Challenges an attraction of the job: new chief administrative officer

He was drawn to the position in Williams Lake because the city is at a crossroads, said the city's new chief administrative officer.

He was drawn to the position in Williams Lake because the city is at a crossroads, said the city’s new chief administrative officer Darrell Garceau.

“When I researched the community, looked at its history, I noticed it was at a point in time where it’s going through a branding exercise and looking at attracting and sustaining industry,” Garceau told the Tribune in a phone interview from his home in Alberta.

Last Tuesday, Mayor Kerry Cook announced that Garceau had been hired for the position. He starts work on July 2.

Garceau said he was also attracted to the amenities of the area, with respect to education, recreation and the natural capital.

“The community in itself was very much an attraction, but as I furthered my research of the community it seemed very progressive.”

Impressed with the official community plan for Williams Lake, he suggested it defines the future of the community and really prompted him to apply for the position.

Challenges of the CAO’s job were also a draw, he said, adding he’s looking forward to working with council, staff and the community.

“I’m very excited about furthering partnerships with the business community, with other stakeholders within the region, with First Nations, and getting involved for the betterment of the community.”

Garceau has worked as a CAO in Westlock, AB for the last 10 years.

“Similar to Williams Lake, Westlock has retail and industrial,” he explained. “We have our partnerships and relationships with our regional partners.”

When asked if he forsees any similarities, he said local government is local government.

“Not to make light of it, but local government is there to provide services to the public. I’m very aware of strategic planning, and financially forecasting to make sure we are financially stable.”

Williams Lake is a resource industry and a lot of people are employed by forestry and mining, he said.

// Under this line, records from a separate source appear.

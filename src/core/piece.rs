//! A single checker.
//!
//! A piece does not know where it stands. It only knows which displacements
//! it may make; the board adds them to a position and checks the result.
//!
//! Textual form: `r` / `b` for plain pieces, `R` / `B` for kings.

use serde::{Deserialize, Serialize};
use std::str::FromStr;

use super::color::Color;
use super::position::Offset;

/// One checker: fixed color, king flag that only ever goes false -> true.
#[derive(Clone, Copy, Debug, PartialEq, Eq, Hash, Serialize, Deserialize)]
pub struct Piece {
    color: Color,
    king: bool,
}

impl Piece {
    /// Create a non-king piece.
    #[must_use]
    pub const fn new(color: Color) -> Self {
        Self { color, king: false }
    }

    /// Create an already-crowned piece.
    #[must_use]
    pub const fn king(color: Color) -> Self {
        Self { color, king: true }
    }

    #[must_use]
    pub const fn color(self) -> Color {
        self.color
    }

    #[must_use]
    pub const fn is_king(self) -> bool {
        self.king
    }

    /// Crown this piece. Idempotent; there is no way back.
    pub fn promote(&mut self) {
        self.king = true;
    }

    /// Simple (non-capturing) displacements.
    ///
    /// Forward diagonals first, then the backward ones for kings. Recomputed
    /// on every call.
    pub fn step_offsets(self) -> impl Iterator<Item = Offset> + Clone {
        let f = self.color.forward();
        let count = if self.king { 4 } else { 2 };
        [
            Offset::new(f, -1),
            Offset::new(f, 1),
            Offset::new(-f, -1),
            Offset::new(-f, 1),
        ]
        .into_iter()
        .take(count)
    }

    /// Capturing displacements: every step offset doubled.
    pub fn jump_offsets(self) -> impl Iterator<Item = Offset> + Clone {
        self.step_offsets().map(Offset::doubled)
    }

    #[must_use]
    pub fn as_char(self) -> char {
        let c = self.color.as_char();
        if self.king {
            c.to_ascii_uppercase()
        } else {
            c
        }
    }
}

impl std::fmt::Display for Piece {
    fn fmt(&self, f: &mut std::fmt::Formatter<'_>) -> std::fmt::Result {
        write!(f, "{}", self.as_char())
    }
}

/// Error for text that is not one of `r`, `b`, `R`, `B`.
#[derive(Clone, Debug, PartialEq, Eq, thiserror::Error)]
#[error("string {0:?} does not represent a checker piece")]
pub struct ParsePieceError(pub String);

impl FromStr for Piece {
    type Err = ParsePieceError;

    fn from_str(s: &str) -> Result<Self, Self::Err> {
        match s {
            "r" => Ok(Piece::new(Color::Red)),
            "b" => Ok(Piece::new(Color::Black)),
            "R" => Ok(Piece::king(Color::Red)),
            "B" => Ok(Piece::king(Color::Black)),
            other => Err(ParsePieceError(other.to_string())),
        }
    }
}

“That dynamic has its own challenges because while there’s growth potential, communities are at the “whim” of how the provincial government wants to steward that process.”

Prior to his position in Westlock, he worked for the town of Calmar, AB and Chase, B.C.

Garceau grew up in North Vancouver, spending his first 27 years there.

He and his wife visited Williams Lake the weekend he was interviewed in May, and plan to return in June to find a place to live for themselves and their cat.

They have a daughter in Calgary and a son in Barriere.